impl ChatStore {
    /// Create an empty store
    #[must_use]
    pub fn new() -> Self {
        Self::default()
    }

    /// Receive every subsequent [`ChatUpdate`]
    pub fn subscribe(&mut self) -> mpsc::UnboundedReceiver<ChatUpdate> {
        let (tx, rx) = mpsc::unbounded_channel();
        self.feed.subscribers.push(tx);
        rx
    }

    // ------------------------------------------------------------------
    // Read accessors
    // ------------------------------------------------------------------

    /// All messages, oldest first
    #[must_use]
    pub fn messages(&self) -> &[ChatMessage] {
        &self.messages
    }

    /// Look up a message
    #[must_use]
    pub fn message(&self, id: &MessageId) -> Option<&ChatMessage> {
        self.messages.iter().find(|m| &m.id == id)
    }

    /// The in-flight session, if any
    #[must_use]
    pub fn session(&self) -> Option<&StreamSession> {
        self.session.as_ref()
    }

    /// Lifecycle phase of the in-flight session
    #[must_use]
    pub fn phase(&self) -> StreamPhase {
        match &self.session {
            None => StreamPhase::Idle,
            Some(s) if s.response_message_id.is_none() => StreamPhase::ThinkingActive,
            Some(_) => StreamPhase::ResponseMaterializing,
        }
    }

    /// Whether `ticket` names the in-flight session
    #[must_use]
    pub fn is_active(&self, ticket: SessionTicket) -> bool {
        self.session.as_ref().is_some_and(|s| s.ticket == ticket)
    }

    /// Conversation identifier to forward on the next send
    #[must_use]
    pub fn conversation_id(&self) -> Option<&ConversationId> {
        self.conversation_id.as_ref()
    }

    /// Datasets offered by the backend
    #[must_use]
    pub fn datasets(&self) -> &[Dataset] {
        &self.datasets
    }

    /// The dataset queries run against
    #[must_use]
    pub fn selected_dataset(&self) -> Option<&str> {
        self.selected_dataset.as_deref()
    }

    /// Whether a send is in progress
    #[must_use]
    pub fn is_loading(&self) -> bool {
        self.loading
    }

    /// Recent engine events, oldest first
    pub fn debug_events(&self) -> impl Iterator<Item = &str> {
        self.debug.entries()
    }

    // ------------------------------------------------------------------
    // Plain mutations
    // ------------------------------------------------------------------

    /// Append a user message
    pub fn add_user_message(&mut self, content: impl Into<String>) -> MessageId {
        self.push_message(ChatMessage::user(content))
    }

    /// Append a complete assistant message outside any stream
    pub fn add_assistant_notice(&mut self, content: impl Into<String>) -> MessageId {
        self.push_message(ChatMessage::assistant(content))
    }

    fn push_message(&mut self, message: ChatMessage) -> MessageId {
        let id = message.id.clone();
        self.debug.push(
            "add-message",
            format_args!(
                "id={id} role={:?} thinking={}",
                message.role,
                message.is_thinking()
            ),
        );
        self.feed.send(ChatUpdate::MessageAdded {
            id: id.clone(),
            role: message.role,
            thinking: message.is_thinking(),
        });
        self.messages.push(message);
        id
    }

    /// Remove a message (e.g. dismissing a completed thinking trace)
    ///
    /// Messages of the in-flight session cannot be removed.
    pub fn remove_message(&mut self, id: &MessageId) -> bool {
        if let Some(session) = &self.session {
            if &session.thinking_message_id == id || session.response_message_id.as_ref() == Some(id) {
                tracing::debug!(message_id = %id, "Refusing to remove message of active stream");
                return false;
            }
        }
        let before = self.messages.len();
        self.messages.retain(|m| &m.id != id);
        let removed = self.messages.len() != before;
        if removed {
            self.feed.send(ChatUpdate::MessageRemoved(id.clone()));
        }
        removed
    }

    /// Remove every message that does not belong to the in-flight session
    pub fn clear_messages(&mut self) {
        let keep: Vec<MessageId> = self
            .session
            .iter()
            .flat_map(|s| std::iter::once(&s.thinking_message_id).chain(s.response_message_id.as_ref()))
            .cloned()
            .collect();
        self.messages.retain(|m| keep.contains(&m.id));
        self.feed.send(ChatUpdate::MessagesCleared);
    }

    /// Set the loading flag
    pub fn set_loading(&mut self, loading: bool) {
        self.loading = loading;
    }

    /// Replace the dataset list
    pub fn set_datasets(&mut self, datasets: Vec<Dataset>) {
        self.datasets = datasets;
    }

    /// Select the dataset stamped on responses
    pub fn set_selected_dataset(&mut self, dataset: Option<String>) {
        self.selected_dataset = dataset;
    }

    /// Set or clear the conversation identifier
    pub fn set_conversation_id(&mut self, id: Option<ConversationId>) {
        self.conversation_id = id;
    }

    // ------------------------------------------------------------------
    // Stream lifecycle
    // ------------------------------------------------------------------

    /// Start a stream session and create its (empty) thinking message
    ///
    /// Only one session is tracked. Callers must not start a second send
    /// before the first is finalized; if they do, the earlier session is
    /// dropped and its late deliveries become no-ops.
    pub fn begin_stream(&mut self, model: Option<&str>) -> SessionTicket {
        if let Some(previous) = self.session.take() {
            tracing::warn!(
                superseded = %previous.ticket,
                "Starting a stream while another is in flight; the earlier one is abandoned"
            );
        }

        self.next_ticket += 1;
        let ticket = SessionTicket(self.next_ticket);
        let thinking = ChatMessage::thinking_placeholder();
        let thinking_id = thinking.id.clone();

        self.session = Some(StreamSession::new(
            ticket,
            thinking_id.clone(),
            model.map(str::to_owned),
        ));
        self.loading = true;
        self.debug.push(
            "stream-start",
            format_args!(
                "{ticket} thinking={thinking_id} dataset={}",
                self.selected_dataset.as_deref().unwrap_or(DEFAULT_DATASET_LABEL)
            ),
        );
        tracing::info!(%ticket, thinking_message_id = %thinking_id, "Stream started");
        self.push_message(thinking);
        ticket
    }

    /// Apply the acceptance policy to one token and append it on success
    pub fn accept_token(&mut self, ticket: SessionTicket, token: &TokenRecord) -> TokenOutcome {
        let Some(session) = active_mut(&mut self.session, ticket) else {
            tracing::debug!(%ticket, channel = %token.channel, "Token for inactive session ignored");
            return TokenOutcome::Stale;
        };

        let watermark = session.watermarks.get_mut(token.channel);
        let before = watermark.value();
        if !watermark.admit(token.seq) {
            let seq = match token.seq {
                Sequence::Numbered(n) => n,
                Sequence::Unsequenced => before,
            };
            tracing::debug!(channel = %token.channel, seq, watermark = before, "Dropping token below watermark");
            self.debug.push(
                "seq-drop",
                format_args!("{} seq={seq} last={before}", token.channel),
            );
            return TokenOutcome::Dropped {
                channel: token.channel,
                seq,
                watermark: before,
            };
        }

        let mut materialized = false;
        let mut first_response_token = false;
        let target = match token.channel {
            Channel::Thinking => session.thinking_message_id.clone(),
            Channel::Response => {
                let id = if let Some(id) = session.response_message_id.clone() {
                    id
                } else {
                    let id = materialize_response(session, &mut self.messages, &mut self.feed);
                    self.debug.push("create-response", format_args!("id={id}"));
                    materialized = true;
                    id
                };
                if !session.has_received_first_token {
                    session.has_received_first_token = true;
                    let ttft = session.elapsed_ms();
                    session.time_to_first_token_ms = Some(ttft);
                    if let Some(msg) = find_mut(&mut self.messages, &id) {
                        msg.metrics_mut().time_to_first_token = Some(ttft);
                    }
                    self.debug.push("ttft", format_args!("id={id} ttft={ttft}ms"));
                    first_response_token = true;
                }
                id
            }
        };

        let Some(message) = find_mut(&mut self.messages, &target) else {
            tracing::debug!(message_id = %target, "Target message no longer present");
            return TokenOutcome::Stale;
        };
        append_text(message, &token.text);

        self.debug.push(
            match token.channel {
                Channel::Thinking => "token->thinking",
                Channel::Response => "token->response",
            },
            format_args!("seq={:?} token={}", token.seq, preview(&token.text)),
        );
        self.feed.send(ChatUpdate::ContentAppended {
            id: target.clone(),
            channel: token.channel,
            text: token.text.clone(),
        });

        TokenOutcome::Appended {
            message_id: target,
            channel: token.channel,
            materialized,
            first_response_token,
        }
    }

    /// Attach out-of-band metadata
    ///
    /// `sources` goes to the response message (held until it exists);
    /// `conversation_id` is retained for later sends. Returns `false` when the
    /// ticket is not the active session.
    pub fn attach_control(&mut self, ticket: SessionTicket, control: &ControlRecord) -> bool {
        let Some(session) = active_mut(&mut self.session, ticket) else {
            tracing::debug!(%ticket, "Control record for inactive session ignored");
            return false;
        };

        if let Some(sources) = control.sources {
            if let Some(id) = session.response_message_id.clone() {
                if let Some(msg) = find_mut(&mut self.messages, &id) {
                    msg.metrics_mut().sources = Some(sources);
                    self.feed.send(ChatUpdate::MetricsUpdated { id });
                }
            } else {
                session.pending_sources = Some(sources);
            }
            self.debug.push("search-complete", format_args!("sources={sources}"));
        }

        if let Some(raw) = &control.conversation_id {
            let id = ConversationId(raw.clone());
            tracing::info!(conversation_id = %id, "Conversation assigned");
            self.debug.push("conversation-created", format_args!("id={id}"));
            self.conversation_id = Some(id.clone());
            self.feed.send(ChatUpdate::ConversationAssigned(id));
        }

        true
    }

    /// Append a human-readable error notice to the response message
    ///
    /// Creates the response message if it does not exist yet, so a failed
    /// stream always shows some terminal content.
    pub fn append_error_notice(&mut self, ticket: SessionTicket, error: &str) -> bool {
        let Some(session) = active_mut(&mut self.session, ticket) else {
            return false;
        };

        let id = match session.response_message_id.clone() {
            Some(id) => id,
            None => materialize_response(session, &mut self.messages, &mut self.feed),
        };
        session.error = Some(error.to_string());

        let Some(message) = find_mut(&mut self.messages, &id) else {
            return false;
        };
        let notice = if message.content.trim().is_empty() {
            format!("{ERROR_NOTICE_PREFIX}{error}")
        } else {
            format!("\n\n{ERROR_NOTICE_PREFIX}{error}")
        };
        append_text(message, &notice);

        self.debug.push("error", preview(error));
        self.feed.send(ChatUpdate::ContentAppended {
            id,
            channel: Channel::Response,
            text: notice,
        });
        true
    }

    /// Finalize the session
    ///
    /// Trims the response, stamps total time and dataset, completes the
    /// thinking message and returns to idle. The thinking text is left
    /// verbatim. Returns `None` if `ticket` is not the active session.
    pub fn finalize(&mut self, ticket: SessionTicket) -> Option<FinalizedStream> {
        let session = match self.session.take() {
            Some(s) if s.ticket == ticket => s,
            other => {
                self.session = other;
                tracing::debug!(%ticket, "Finalize for inactive session ignored");
                return None;
            }
        };

        let total = session.elapsed_ms();
        let dataset = self
            .selected_dataset
            .clone()
            .unwrap_or_else(|| DEFAULT_DATASET_LABEL.to_string());

        if let Some(id) = &session.response_message_id {
            if let Some(msg) = find_mut(&mut self.messages, id) {
                let trimmed = msg.content.trim().to_string();
                let tokens = approximate_tokens(&trimmed);
                msg.content = trimmed;
                let metrics = msg.metrics_mut();
                metrics.total_response_time = Some(total);
                metrics.dataset = Some(dataset);
                metrics.token_count = Some(tokens);
                self.feed.send(ChatUpdate::MetricsUpdated { id: id.clone() });
            }
        }

        if let Some(msg) = find_mut(&mut self.messages, &session.thinking_message_id) {
            msg.thinking = ThinkingState::Completed;
        }

        self.loading = false;
        let finalized = FinalizedStream {
            ticket,
            thinking_message_id: session.thinking_message_id,
            response_message_id: session.response_message_id,
            total_response_time_ms: total,
            time_to_first_token_ms: session.time_to_first_token_ms,
            error: session.error,
        };

        self.debug.push(
            "finalize",
            format_args!(
                "{ticket} total={total}ms response={}",
                finalized
                    .response_message_id
                    .as_ref()
                    .map_or_else(|| "none".to_string(), ToString::to_string)
            ),
        );
        tracing::info!(
            %ticket,
            total_ms = total,
            ttft_ms = ?finalized.time_to_first_token_ms,
            error = ?finalized.error,
            "Stream finalized"
        );
        self.feed.send(ChatUpdate::StreamFinalized(finalized.clone()));
        Some(finalized)
    }
}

■ ■ ■ ■ ■

■ Exercise goal:
The lines needed are the ones from the first line of the entries through the line that contains "pub fn phase(&self)", given again without any change.

■ Exercise result:
impl ChatStore {
    /// Create an empty store
    #[must_use]
    pub fn new() -> Self {
        Self::default()
    }

    /// Receive every subsequent [`ChatUpdate`]
    pub fn subscribe(&mut self) -> mpsc::UnboundedReceiver<ChatUpdate> {
        let (tx, rx) = mpsc::unbounded_channel();
        self.feed.subscribers.push(tx);
        rx
    }

    // ------------------------------------------------------------------
    // Read accessors
    // ------------------------------------------------------------------

    /// All messages, oldest first
    #[must_use]
    pub fn messages(&self) -> &[ChatMessage] {
        &self.messages
    }

    /// Look up a message
    #[must_use]
    pub fn message(&self, id: &MessageId) -> Option<&ChatMessage> {
        self.messages.iter().find(|m| &m.id == id)
    }

    /// The in-flight session, if any
    #[must_use]
    pub fn session(&self) -> Option<&StreamSession> {
        self.session.as_ref()
    }

    /// Lifecycle phase of the in-flight session
    #[must_use]
    pub fn phase(&self) -> StreamPhase {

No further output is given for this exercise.